His death was blamed on the Badr Brigade, an Iranian-trained force whose Shia leaders are ministers in the Government. It led to a three-day strike by Sunnis, who refused to pray in their own mosques, and to calls for Bayan Jabr, the Interior Minister, to resign.
“The Shias are taking over everything,” Kamel Daoud, 41, a taxi driver from the notorious town of Iskandariya, south of Baghdad, said. “They are seizing our mosques. They are preventing Sunnis from getting government jobs. They dominate the police and National Guard. They spy for the Americans. This is all part of their plan to eject us from our land.”

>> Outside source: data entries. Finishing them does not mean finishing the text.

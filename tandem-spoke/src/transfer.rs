//! Session upload.
//!
//! Sends one recorded session directory to the hub's transfer receiver as a
//! single connection: a JSON header line, then a ZIP archive streamed
//! straight onto the socket. The archive is never staged on disk.
//!
//! ```text
//! {"session_id":"...","filename":"<session>_<device>.zip","device_id":"..."}\n
//! PK\x03\x04 ... (zip bytes until close)
//! ```

use std::fs::{self, File};
use std::io::{self, Write};
use std::net::{TcpStream, ToSocketAddrs};
use std::path::{Path, PathBuf};
use std::sync::atomic::{AtomicU64, Ordering};
use std::sync::Arc;
use std::time::Duration;
use tandem_types::TransferHeader;
use zip::write::SimpleFileOptions;
use zip::{CompressionMethod, ZipWriter};

use crate::error::SendError;

/// Archive name for a session upload.
pub fn archive_name(session_id: &str, device_id: &str) -> String {
    format!("{session_id}_{device_id}.zip")
}

/// Where and how to send a session.
#[derive(Debug, Clone)]
pub struct SendRequest {
    /// Local session directory.
    pub dir: PathBuf,
    /// Hub host.
    pub host: String,
    /// Hub transfer port.
    pub port: u16,
    /// Session id announced in the header.
    pub session_id: String,
    /// Device id announced in the header.
    pub device_id: String,
    /// Connect timeout.
    pub connect_timeout: Duration,
    /// Per-write timeout.
    pub write_timeout: Duration,
}

/// Stream `request.dir` to the hub. Returns the archive size in bytes.
pub async fn send_session(request: SendRequest) -> Result<u64, SendError> {
    tokio::task::spawn_blocking(move || send_blocking(&request))
        .await
        .map_err(|e| SendError::Join(e.to_string()))?
}

fn send_blocking(request: &SendRequest) -> Result<u64, SendError> {
    if !request.dir.is_dir() {
        return Err(SendError::MissingSession {
            path: request.dir.clone(),
        });
    }

    let stream = connect(&request.host, request.port, request.connect_timeout)?;
    stream.set_write_timeout(Some(request.write_timeout))?;
    stream.set_nodelay(true)?;

    let header = TransferHeader {
        session_id: request.session_id.clone(),
        filename: archive_name(&request.session_id, &request.device_id),
        device_id: request.device_id.clone(),
        size: None,
    };
    let mut stream = io::BufWriter::new(stream);
    stream.write_all(&header.to_line()?)?;

    let counted = Arc::new(AtomicU64::new(0));
    let mut zip = ZipWriter::new_stream(CountingWriter {
        inner: stream,
        count: counted.clone(),
    });
    write_tree(&mut zip, &request.dir)?;
    let mut stream = zip.finish()?;
    stream.flush()?;

    let bytes = counted.load(Ordering::Relaxed);
    tracing::info!(
        "Sent {} ({} bytes) to {}:{}",
        header.filename,
        bytes,
        request.host,
        request.port
    );
    Ok(bytes)
}

fn connect(host: &str, port: u16, timeout: Duration) -> Result<TcpStream, SendError> {
    let addr_text = format!("{host}:{port}");
    let connect_err = |source| SendError::Connect {
        addr: addr_text.clone(),
        source,
    };
    let addrs = (host, port).to_socket_addrs().map_err(connect_err)?;

    let mut last = io::Error::new(io::ErrorKind::NotFound, "host resolved to no addresses");
    for addr in addrs {
        match TcpStream::connect_timeout(&addr, timeout) {
            Ok(stream) => return Ok(stream),
            Err(e) => last = e,
        }
    }
    Err(connect_err(last))
}

/// Add every file under `root` to the archive, keyed by its relative path.
fn write_tree<W: Write + io::Seek>(zip: &mut ZipWriter<W>, root: &Path) -> Result<(), SendError> {
    let options = SimpleFileOptions::default().compression_method(CompressionMethod::Deflated);
    let mut stack = vec![PathBuf::new()];

    while let Some(rel) = stack.pop() {
        let mut entries = fs::read_dir(root.join(&rel))?.collect::<Result<Vec<_>, _>>()?;
        entries.sort_by_key(|e| e.file_name());

        for entry in entries {
            let rel_path = rel.join(entry.file_name());
            let name = entry_name(&rel_path);
            if entry.file_type()?.is_dir() {
                zip.add_directory(name, options)?;
                stack.push(rel_path);
            } else {
                zip.start_file(name, options)?;
                let mut file = File::open(entry.path())?;
                io::copy(&mut file, zip)?;
            }
        }
    }
    Ok(())
}

fn entry_name(rel: &Path) -> String {
    rel.components()
        .map(|c| c.as_os_str().to_string_lossy())
        .collect::<Vec<_>>()
        .join("/")
}

struct CountingWriter<W> {
    inner: W,
    count: Arc<AtomicU64>,
}

impl<W: Write> Write for CountingWriter<W> {
    fn write(&mut self, buf: &[u8]) -> io::Result<usize> {
        let n = self.inner.write(buf)?;
        self.count.fetch_add(n as u64, Ordering::Relaxed);
        Ok(n)
    }

    fn flush(&mut self) -> io::Result<()> {
        self.inner.flush()
    }
}

#[cfg(test)]
mod tests {
    use super::*;
    use std::io::{BufRead, BufReader, Cursor, Read};
    use std::net::TcpListener;

    fn session_fixture() -> tempfile::TempDir {
        let dir = tempfile::tempdir().unwrap();
        fs::write(dir.path().join("a.txt"), "x").unwrap();
        fs::create_dir(dir.path().join("sub")).unwrap();
        fs::write(dir.path().join("sub").join("b.txt"), "y").unwrap();
        dir
    }

    fn request(dir: &Path, port: u16) -> SendRequest {
        SendRequest {
            dir: dir.to_path_buf(),
            host: "127.0.0.1".into(),
            port,
            session_id: "s1".into(),
            device_id: "dev-1".into(),
            connect_timeout: Duration::from_secs(2),
            write_timeout: Duration::from_secs(5),
        }
    }

    #[tokio::test]
    async fn streams_header_and_archive() {
        let dir = session_fixture();
        let listener = TcpListener::bind("127.0.0.1:0").unwrap();
        let port = listener.local_addr().unwrap().port();

        let receiver = std::thread::spawn(move || {
            let (stream, _) = listener.accept().unwrap();
            let mut reader = BufReader::new(stream);
            let mut line = Vec::new();
            reader.read_until(b'\n', &mut line).unwrap();
            let mut body = Vec::new();
            reader.read_to_end(&mut body).unwrap();
            (line, body)
        });

        let sent = send_session(request(dir.path(), port)).await.unwrap();
        let (line, body) = receiver.join().unwrap();

        let header = TransferHeader::from_line(&line).unwrap();
        assert_eq!(header.session_id, "s1");
        assert_eq!(header.filename, "s1_dev-1.zip");
        assert_eq!(header.device_id, "dev-1");
        assert_eq!(sent, body.len() as u64);

        let mut archive = zip::ZipArchive::new(Cursor::new(body)).unwrap();
        let mut a = String::new();
        archive.by_name("a.txt").unwrap().read_to_string(&mut a).unwrap();
        assert_eq!(a, "x");
        let mut b = String::new();
        archive
            .by_name("sub/b.txt")
            .unwrap()
            .read_to_string(&mut b)
            .unwrap();
        assert_eq!(b, "y");
    }

    #[tokio::test]
    async fn missing_directory_is_reported() {
        let dir = tempfile::tempdir().unwrap();
        let err = send_session(request(&dir.path().join("nope"), 1))
            .await
            .unwrap_err();
        assert!(matches!(err, SendError::MissingSession { .. }));
    }

    #[tokio::test]
    async fn refused_connection_is_reported() {
        let dir = session_fixture();
        let port = {
            let l = TcpListener::bind("127.0.0.1:0").unwrap();
            l.local_addr().unwrap().port()
        };
        let err = send_session(request(dir.path(), port)).await.unwrap_err();
        assert!(matches!(err, SendError::Connect { .. }));
    }

    #[test]
    fn entry_names_use_forward_slashes() {
        let rel = Path::new("sub").join("deeper").join("f.csv");
        assert_eq!(entry_name(&rel), "sub/deeper/f.csv");
    }
}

As fears grow that sectarian passions could spiral out of control, leaders on both sides appear to be pulling back from the brink. On Saturday more than 1,000 Sunni religious, political and tribal figures met in Baghdad to create a new umbrella organisation that will co-operate with the Shia-led Government and negotiate over a new constitution.
“The country needs Sunnis to join politics,” Adnan al-Dulaimi, a leading Sunni figure, told the conference. “The Sunnis are ready to participate. Iraq is not sectarian.”
This is exactly the language that Washington been waiting to hear. “They have peered over the edge and they do not like what they see. Now people are pulling back,” an American official in Baghdad said.
Nevertheless, Abu Musab al-Zarqawi, the fugitive Jordanian terrorist leader, and his followers have said that they will continue to use violence against Shias in order to inflame sectarian divisions.